I have cremated those that I've lost and still have the ashes, thinking that someday I will plant a white dogwood tree and sprinkle their ashes in with the tree. Then, even if I moved away, I would know that my dogs are resting in a pretty place. One thing that most people don't know is that many cities and towns have laws prohibiting pet burial in their yards. And, honestly, I would feel really creeped out if I was to move to a new home, dig up a patch of yard for a garden and in the process unearth the remains of someone else's beloved pet.


----------



## Deborah (Jan 8, 2006)

My Marshmallow is buried in our backyard; but I may consider cremation so I will always know where they are located. I would also consider the price and she is always in my heart.

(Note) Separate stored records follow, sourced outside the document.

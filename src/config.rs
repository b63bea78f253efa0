//! Runtime configuration
//!
//! Settings come from the environment at startup. The completion-endpoint
//! credential is mandatory; the process refuses to start without it.

use crate::error::{AppError, Result};

const API_KEY_VAR: &str = "ANTHROPIC_API_KEY";
const BIND_VAR: &str = "NOTESMART_BIND";
const DEFAULT_BIND: &str = "127.0.0.1:8787";

#[derive(Debug, Clone)]
pub struct Settings {
    pub api_key: String,
    pub bind_addr: String,
}

impl Settings {
    pub fn from_env() -> Result<Self> {
        let api_key = std::env::var(API_KEY_VAR)
            .unwrap_or_default()
            .trim()
            .to_string();
        if api_key.is_empty() {
            return Err(AppError::Config(format!(
                "{API_KEY_VAR} is not set; the completion endpoint credential is required"
            )));
        }

        let bind_addr = std::env::var(BIND_VAR).unwrap_or_else(|_| DEFAULT_BIND.to_string());

        Ok(Self { api_key, bind_addr })
    }
}
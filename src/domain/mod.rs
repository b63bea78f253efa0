/// Domain layer - core business models
///
/// These models are transport-agnostic and represent core business entities.
pub mod glossary;
pub mod models;
pub mod prompts;

pub use glossary::Glossary;
pub use models::{
    DetailLevel, ExtractionDiagnostic, GeneratedNotes, MaterialsContent, MeetingContext,
    MeetingType, Prompt, UploadedFile,
};
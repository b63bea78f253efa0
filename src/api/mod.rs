//! HTTP interface consumed by the single-page UI
//!
//! One note-generation endpoint plus a health check. CORS is permissive:
//! the page may be served from a different origin than this service.

pub mod health;
pub mod notes;

use axum::Router;
use tower_http::cors::CorsLayer;

use crate::AppState;

/// Build the application router
pub fn build_router(state: AppState) -> Router {
    Router::new()
        .merge(notes::notes_routes())
        .merge(health::health_routes())
        .layer(CorsLayer::permissive())
        .with_state(state)
}

#[cfg(test)]
mod tests {
    use super::*;
    use crate::adapters::readers::ReaderRegistry;
    use crate::ports::llm::LlmConfig;
    use crate::ports::mocks::MockCompletion;
    use axum::body::Body;
    use axum::http::{Request, StatusCode};
    use http_body_util::BodyExt;
    use std::sync::Arc;
    use tower::ServiceExt;

    const BOUNDARY: &str = "test-boundary";

    fn test_state(mock: MockCompletion) -> AppState {
        AppState {
            llm: Arc::new(mock),
            readers: Arc::new(ReaderRegistry::new()),
            llm_config: LlmConfig::default(),
        }
    }

    /// Assemble a multipart/form-data body. A part with a filename becomes
    /// a file part, others are plain text fields.
    fn multipart_body(parts: &[(&str, Option<&str>, &str)]) -> String {
        let mut body = String::new();
        for (name, filename, value) in parts {
            body.push_str(&format!("--{BOUNDARY}\r\n"));
            match filename {
                Some(filename) => {
                    body.push_str(&format!(
                        "Content-Disposition: form-data; name=\"{name}\"; filename=\"{filename}\"\r\n"
                    ));
                    body.push_str("Content-Type: application/octet-stream\r\n");
                }
                None => {
                    body.push_str(&format!(
                        "Content-Disposition: form-data; name=\"{name}\"\r\n"
                    ));
                }
            }
            body.push_str("\r\n");
            body.push_str(value);
            body.push_str("\r\n");
        }
        body.push_str(&format!("--{BOUNDARY}--\r\n"));
        body
    }

    fn notes_request(parts: &[(&str, Option<&str>, &str)]) -> Request<Body> {
        Request::builder()
            .method("POST")
            .uri("/api/notes")
            .header(
                "content-type",
                format!("multipart/form-data; boundary={BOUNDARY}"),
            )
            .body(Body::from(multipart_body(parts)))
            .unwrap()
    }

    #[tokio::test]
    async fn test_generate_notes_end_to_end() {
        let mock = MockCompletion::replying("## Generated Notes");
        let app = build_router(test_state(mock.clone()));

        let response = app
            .oneshot(notes_request(&[
                ("transcript", None, "Discussed budget for FY25."),
                ("meeting_type", None, "Academic Senate"),
                ("meeting_date", None, "03/14/2025"),
                ("detail_level", None, "standard"),
            ]))
            .await
            .unwrap();

        assert_eq!(response.status(), StatusCode::OK);
        let bytes = response.into_body().collect().await.unwrap().to_bytes();
        let json: serde_json::Value = serde_json::from_slice(&bytes).unwrap();
        assert_eq!(json["notes"], "## Generated Notes");
        assert_eq!(json["meeting_type"], "academic_senate");
        assert_eq!(json["detail_level"], "standard");
        assert_eq!(json["diagnostics"].as_array().unwrap().len(), 0);

        let prompt = mock.last_prompt().unwrap();
        assert!(prompt.user.contains("Discussed budget for FY25."));
        assert!(prompt.user.contains("- Date: 03/14/2025"));
    }

    #[tokio::test]
    async fn test_unsupported_upload_becomes_diagnostic_not_failure() {
        let mock = MockCompletion::replying("notes");
        let app = build_router(test_state(mock));

        let response = app
            .oneshot(notes_request(&[
                ("transcript", None, "Transcript."),
                ("meeting_date", None, "03/14/2025"),
                ("materials", Some("summary.txt"), "plain text upload"),
            ]))
            .await
            .unwrap();

        assert_eq!(response.status(), StatusCode::OK);
        let bytes = response.into_body().collect().await.unwrap().to_bytes();
        let json: serde_json::Value = serde_json::from_slice(&bytes).unwrap();
        let diagnostics = json["diagnostics"].as_array().unwrap();
        assert_eq!(diagnostics.len(), 1);
        assert_eq!(diagnostics[0]["filename"], "summary.txt");
    }

    #[tokio::test]
    async fn test_blank_transcript_is_rejected() {
        let app = build_router(test_state(MockCompletion::replying("notes")));

        let response = app
            .oneshot(notes_request(&[
                ("transcript", None, "   \n  "),
                ("meeting_date", None, "03/14/2025"),
            ]))
            .await
            .unwrap();

        assert_eq!(response.status(), StatusCode::BAD_REQUEST);
    }

    #[tokio::test]
    async fn test_rate_limited_maps_to_service_unavailable() {
        let app = build_router(test_state(MockCompletion::rate_limited()));

        let response = app
            .oneshot(notes_request(&[
                ("transcript", None, "Transcript."),
                ("meeting_date", None, "03/14/2025"),
            ]))
            .await
            .unwrap();

        assert_eq!(response.status(), StatusCode::SERVICE_UNAVAILABLE);
    }

    #[tokio::test]
    async fn test_health_check() {
        let app = build_router(test_state(MockCompletion::replying("")));

        let response = app
            .oneshot(
                Request::builder()
                    .method("GET")
                    .uri("/health")
                    .body(Body::empty())
                    .unwrap(),
            )
            .await
            .unwrap();

        assert_eq!(response.status(), StatusCode::OK);
    }
}
/// Domain models for note-smart
///
/// These models represent core business entities and are transport-agnostic.
use chrono::NaiveDate;
use serde::{Deserialize, Serialize};

/// A file uploaded alongside the transcript, held in memory for the
/// duration of a single note-generation request.
#[derive(Debug, Clone)]
pub struct UploadedFile {
    pub filename: String,
    pub bytes: Vec<u8>,
}

impl UploadedFile {
    pub fn new(filename: impl Into<String>, bytes: Vec<u8>) -> Self {
        Self {
            filename: filename.into(),
            bytes,
        }
    }

    /// Declared extension, lowercased, without the leading dot.
    pub fn extension(&self) -> String {
        self.filename
            .rsplit_once('.')
            .map(|(_, ext)| ext.to_ascii_lowercase())
            .unwrap_or_default()
    }
}

/// Kind of meeting the transcript came from
#[derive(Debug, Clone, Copy, Serialize, Deserialize, PartialEq, Eq)]
#[serde(rename_all = "snake_case")]
pub enum MeetingType {
    AcademicSenate,
    DepartmentMeeting,
    CommitteeMeeting,
    ProfessionalDevelopment,
    Other,
}

impl MeetingType {
    /// Parse the label the UI sends. Unknown labels fall back to Other.
    pub fn from_label(label: &str) -> Self {
        match label.trim().to_ascii_lowercase().as_str() {
            "academic senate" => MeetingType::AcademicSenate,
            "department meeting" => MeetingType::DepartmentMeeting,
            "committee meeting" => MeetingType::CommitteeMeeting,
            "professional development" => MeetingType::ProfessionalDevelopment,
            _ => MeetingType::Other,
        }
    }
}

impl std::fmt::Display for MeetingType {
    fn fmt(&self, f: &mut std::fmt::Formatter<'_>) -> std::fmt::Result {
        match self {
            MeetingType::AcademicSenate => write!(f, "Academic Senate"),
            MeetingType::DepartmentMeeting => write!(f, "Department Meeting"),
            MeetingType::CommitteeMeeting => write!(f, "Committee Meeting"),
            MeetingType::ProfessionalDevelopment => write!(f, "Professional Development"),
            MeetingType::Other => write!(f, "Other"),
        }
    }
}

/// Requested depth of the generated notes
#[derive(Debug, Clone, Copy, Serialize, Deserialize, PartialEq, Eq)]
#[serde(rename_all = "lowercase")]
pub enum DetailLevel {
    Standard,
    Detailed,
}

impl DetailLevel {
    pub fn from_label(label: &str) -> Option<Self> {
        match label.trim().to_ascii_lowercase().as_str() {
            "standard" => Some(DetailLevel::Standard),
            "detailed" => Some(DetailLevel::Detailed),
            _ => None,
        }
    }
}

impl std::fmt::Display for DetailLevel {
    fn fmt(&self, f: &mut std::fmt::Formatter<'_>) -> std::fmt::Result {
        match self {
            DetailLevel::Standard => write!(f, "standard"),
            DetailLevel::Detailed => write!(f, "detailed"),
        }
    }
}

/// Per-request meeting metadata plus the uploaded materials, built fresh
/// for every note-generation request
#[derive(Debug, Clone)]
pub struct MeetingContext {
    pub date: NaiveDate,
    pub meeting_type: MeetingType,
    pub materials: Vec<UploadedFile>,
}

/// Fully composed prompt pair sent verbatim to the completion endpoint
#[derive(Debug, Clone, PartialEq, Eq)]
pub struct Prompt {
    pub system: String,
    pub user: String,
}

/// Generated notes wrapped with the metadata of the request that produced them
#[derive(Debug, Clone, Serialize)]
pub struct GeneratedNotes {
    pub notes: String,
    pub meeting_type: MeetingType,
    pub detail_level: DetailLevel,
    pub model: String,
}

/// Non-fatal per-file extraction failure, surfaced to the caller instead of
/// aborting the batch
#[derive(Debug, Clone, Serialize)]
pub struct ExtractionDiagnostic {
    pub filename: String,
    pub message: String,
}

/// Aggregated text of all uploaded materials, in upload order, plus the
/// diagnostics collected along the way
#[derive(Debug, Clone, Default)]
pub struct MaterialsContent {
    pub text: String,
    pub diagnostics: Vec<ExtractionDiagnostic>,
}
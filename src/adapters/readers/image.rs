//! Image reader with OCR
//!
//! Decodes the image, normalizes it to 3-channel RGB, writes it to a scoped
//! temporary PNG, and runs tesseract over it. Unlike the other readers,
//! failures here never propagate: any problem yields a fixed placeholder
//! string, so the file still shows up in the aggregated materials.

use crate::domain::models::UploadedFile;
use crate::error::{AppError, Result};
use crate::ports::extraction::DocumentReaderPort;

/// Returned in place of recognized text when decoding or OCR fails.
pub const OCR_FAILURE_PLACEHOLDER: &str = "Error: Could not extract text from image.";

pub struct ImageReader;

impl ImageReader {
    fn recognize(&self, file: &UploadedFile) -> Result<String> {
        let decoded = image::load_from_memory(&file.bytes)
            .map_err(|e| AppError::Extraction(format!("failed to decode image: {e}")))?;
        let normalized = image::DynamicImage::ImageRgb8(decoded.to_rgb8());

        // Tesseract runs over a file on disk; the temp PNG is removed when
        // this scope exits, on success and failure alike.
        let temp = tempfile::Builder::new()
            .prefix("note-smart-ocr-")
            .suffix(".png")
            .tempfile()?;
        normalized
            .save_with_format(temp.path(), image::ImageFormat::Png)
            .map_err(|e| AppError::Extraction(format!("failed to write OCR input: {e}")))?;

        let ocr_input = rusty_tesseract::Image::from_path(temp.path())
            .map_err(|e| AppError::Extraction(format!("failed to load OCR input: {e}")))?;
        let args = rusty_tesseract::Args::default();
        rusty_tesseract::image_to_string(&ocr_input, &args)
            .map_err(|e| AppError::Extraction(format!("OCR failed: {e}")))
    }
}

impl DocumentReaderPort for ImageReader {
    fn read(&self, file: &UploadedFile) -> Result<String> {
        match self.recognize(file) {
            Ok(text) => Ok(text),
            Err(err) => {
                log::warn!("Image processing error for {}: {}", file.filename, err);
                Ok(OCR_FAILURE_PLACEHOLDER.to_string())
            }
        }
    }

    fn supported_extensions(&self) -> &[&str] {
        &["png", "jpg", "jpeg"]
    }

    fn name(&self) -> &str {
        "image"
    }
}
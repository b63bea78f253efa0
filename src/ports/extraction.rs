/// Document reader port trait
///
/// One implementation per format family (PDF, Word, slides, sheets,
/// images). Readers are synchronous: extraction is CPU-bound and files are
/// processed strictly in upload order.
use crate::domain::models::UploadedFile;
use crate::error::Result;

/// Port trait for format-specific text extraction
pub trait DocumentReaderPort: Send + Sync {
    /// Extract plain text from the file. Must not mutate the input buffer.
    fn read(&self, file: &UploadedFile) -> Result<String>;

    /// Lowercased extensions this reader handles.
    fn supported_extensions(&self) -> &[&str];

    /// Check whether this reader handles the given normalized extension.
    fn supports(&self, extension: &str) -> bool {
        self.supported_extensions().contains(&extension)
    }

    /// Human-readable name for diagnostics.
    fn name(&self) -> &str;
}
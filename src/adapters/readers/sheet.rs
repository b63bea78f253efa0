//! Spreadsheet reader
//!
//! Loads the first worksheet via calamine and renders it as a plain-text
//! table, preserving row and column order.

use std::io::Cursor;

use calamine::{open_workbook_auto_from_rs, Data, Range, Reader};

use crate::domain::models::UploadedFile;
use crate::error::{AppError, Result};
use crate::ports::extraction::DocumentReaderPort;

pub struct SheetReader;

/// Render a cell range as a width-aligned text table.
fn render_table(range: &Range<Data>) -> String {
    let rows: Vec<Vec<String>> = range
        .rows()
        .map(|row| row.iter().map(|cell| cell.to_string()).collect())
        .collect();

    let mut widths = vec![0usize; range.width()];
    for row in &rows {
        for (col, cell) in row.iter().enumerate() {
            widths[col] = widths[col].max(cell.chars().count());
        }
    }

    let mut out = String::new();
    for row in &rows {
        for (col, cell) in row.iter().enumerate() {
            if col + 1 < row.len() {
                out.push_str(cell);
                for _ in cell.chars().count()..widths[col] {
                    out.push(' ');
                }
                out.push_str("  ");
            } else {
                out.push_str(cell);
            }
        }
        out.push('\n');
    }
    out.trim_end().to_string()
}

impl DocumentReaderPort for SheetReader {
    fn read(&self, file: &UploadedFile) -> Result<String> {
        let cursor = Cursor::new(file.bytes.as_slice());
        let mut workbook = open_workbook_auto_from_rs(cursor)
            .map_err(|e| AppError::Extraction(format!("failed to open workbook: {e}")))?;

        let range = workbook
            .worksheet_range_at(0)
            .ok_or_else(|| AppError::Extraction("workbook has no worksheets".to_string()))?
            .map_err(|e| AppError::Extraction(format!("failed to read worksheet: {e}")))?;

        Ok(render_table(&range))
    }

    fn supported_extensions(&self) -> &[&str] {
        &["xlsx", "xls"]
    }

    fn name(&self) -> &str {
        "sheet"
    }
}
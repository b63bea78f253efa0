//! Word document reader
//!
//! A .docx file is a zip archive; the body lives in `word/document.xml`.
//! Paragraph texts are collected and newline-joined. Legacy binary .doc
//! files are not zip archives and fail with a recoverable extraction error.

use std::io::{Cursor, Read};

use quick_xml::events::Event;
use quick_xml::Reader;

use crate::domain::models::UploadedFile;
use crate::error::{AppError, Result};
use crate::ports::extraction::DocumentReaderPort;

pub struct WordReader;

/// Collect the text of every `w:p` paragraph in document order.
fn document_paragraphs(xml: &str) -> Result<String> {
    let mut reader = Reader::from_str(xml);
    let mut paragraphs = Vec::new();
    let mut current = String::new();
    let mut in_text = false;

    loop {
        match reader.read_event() {
            Ok(Event::Start(e)) if e.name().as_ref() == b"w:t" => in_text = true,
            Ok(Event::End(e)) => match e.name().as_ref() {
                b"w:t" => in_text = false,
                b"w:p" => paragraphs.push(std::mem::take(&mut current)),
                _ => {}
            },
            Ok(Event::Text(t)) if in_text => {
                let text = t
                    .unescape()
                    .map_err(|e| AppError::Extraction(format!("malformed document XML: {e}")))?;
                current.push_str(&text);
            }
            Ok(Event::Eof) => break,
            Err(e) => {
                return Err(AppError::Extraction(format!("malformed document XML: {e}")));
            }
            _ => {}
        }
    }

    Ok(paragraphs.join("\n"))
}

impl DocumentReaderPort for WordReader {
    fn read(&self, file: &UploadedFile) -> Result<String> {
        let cursor = Cursor::new(file.bytes.as_slice());
        let mut archive = zip::ZipArchive::new(cursor)
            .map_err(|e| AppError::Extraction(format!("failed to open document archive: {e}")))?;

        let mut xml = String::new();
        archive
            .by_name("word/document.xml")
            .map_err(|e| AppError::Extraction(format!("document body missing: {e}")))?
            .read_to_string(&mut xml)
            .map_err(|e| AppError::Extraction(format!("failed to read document body: {e}")))?;

        document_paragraphs(&xml)
    }

    fn supported_extensions(&self) -> &[&str] {
        &["docx", "doc"]
    }

    fn name(&self) -> &str {
        "word"
    }
}
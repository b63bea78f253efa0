//! Domain glossary referenced by the generated notes
//!
//! California Community College terms the note-taker is expected to expand
//! and define consistently. Process-wide constant, read-only, rendered in a
//! fixed order so prompt output stays deterministic.

/// Term definitions, in the order they are serialized into the prompt.
const TERMS: &[(&str, &str)] = &[
    (
        "Vision 2030",
        "The California Community Colleges Vision 2030 initiative - A strategic plan focusing on:
- Closing equity gaps
- Improving transfer rates
- Increasing workforce alignment
- Enhancing student success metrics
- Implementing innovative teaching practices",
    ),
    (
        "AB928",
        "Assembly Bill 928 (Student Transfer Achievement Reform Act of 2021):
- Establishes a singular lower-division general education pathway
- Creates the California General Education Transfer Curriculum (CalGETC)
- Requires implementation by Fall 2025
- Aims to streamline transfer between CCC, CSU, and UC systems",
    ),
    (
        "FTES",
        "Full-Time Equivalent Student:
- Key funding metric for California Community Colleges
- Calculated as 525 hours of student instruction annually
- Used for state funding allocations
- Critical for budget planning and resource allocation",
    ),
    (
        "CalGETC",
        "California General Education Transfer Curriculum:
- New unified GE pattern for UC/CSU transfer starting Fall 2025
- Replaces IGETC and CSU GE Breadth
- Requires 34 semester units
- Includes Ethnic Studies requirement
- Designed to simplify transfer process",
    ),
    (
        "IGETC",
        "Intersegmental General Education Transfer Curriculum:
- Current transfer pattern for UC/CSU
- Being replaced by CalGETC in Fall 2025
- Important for transfer planning and articulation",
    ),
    (
        "Title 5",
        "California Code of Regulations, Title 5:
- Governs California Community Colleges
- Establishes educational standards
- Defines degree and certificate requirements
- Sets policies for curriculum and instruction",
    ),
];

/// Fixed glossary of domain terms
pub struct Glossary;

impl Glossary {
    /// All terms in serialization order.
    pub fn entries() -> &'static [(&'static str, &'static str)] {
        TERMS
    }

    /// Serialize every term for embedding into the user prompt.
    pub fn render() -> String {
        let mut out = String::new();
        for (term, definition) in Self::entries() {
            out.push_str("**");
            out.push_str(term);
            out.push_str("**:\n");
            out.push_str(definition);
            out.push_str("\n\n");
        }
        out.trim_end().to_string()
    }
}

#[cfg(test)]
mod tests {
    use super::*;

    #[test]
    fn test_expected_terms_present() {
        let terms: Vec<&str> = Glossary::entries().iter().map(|(t, _)| *t).collect();
        assert_eq!(
            terms,
            ["Vision 2030", "AB928", "FTES", "CalGETC", "IGETC", "Title 5"]
        );
    }

    #[test]
    fn test_ftes_definition() {
        let (_, definition) = Glossary::entries()
            .iter()
            .find(|(term, _)| *term == "FTES")
            .unwrap();
        assert!(definition.contains("525 hours of student instruction annually"));
    }

    #[test]
    fn test_render_contains_full_definitions() {
        let rendered = Glossary::render();
        assert!(rendered.contains("**FTES**:"));
        assert!(rendered.contains("Key funding metric for California Community Colleges"));
        assert!(rendered.contains("**Title 5**:"));
        // Deterministic: two renders are byte-identical
        assert_eq!(rendered, Glossary::render());
    }
}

I would never buy a casket or place a pet in a pet cemetery.
I do not want to be cremated myself.
My sister-in-law has the ashes of her husband and parents in a sack in her laundry room. So all of this gives me a great deal to think about.


----------



## MalteseJane (Nov 21, 2004)

I am a little late, but I too am for cremation. I still have not disposed of Alex's ashes. They are in a special place in my entertainment center with his picture and paw pad imprint.


----------



## Leila'sMommy (Oct 20, 2012)

We've always buried our deceased pets, growing up thinking that's just what you do. Well, when my little yorkie, Cayce, died in August, I had him cremated. I can't tell you how much it helped me the day I brought his ashes home. Now I don't have to worry that I will ever have to move and leave him behind or that his body is all alone and in the cold hard ground. He never liked being alone, cold, or on hard things. 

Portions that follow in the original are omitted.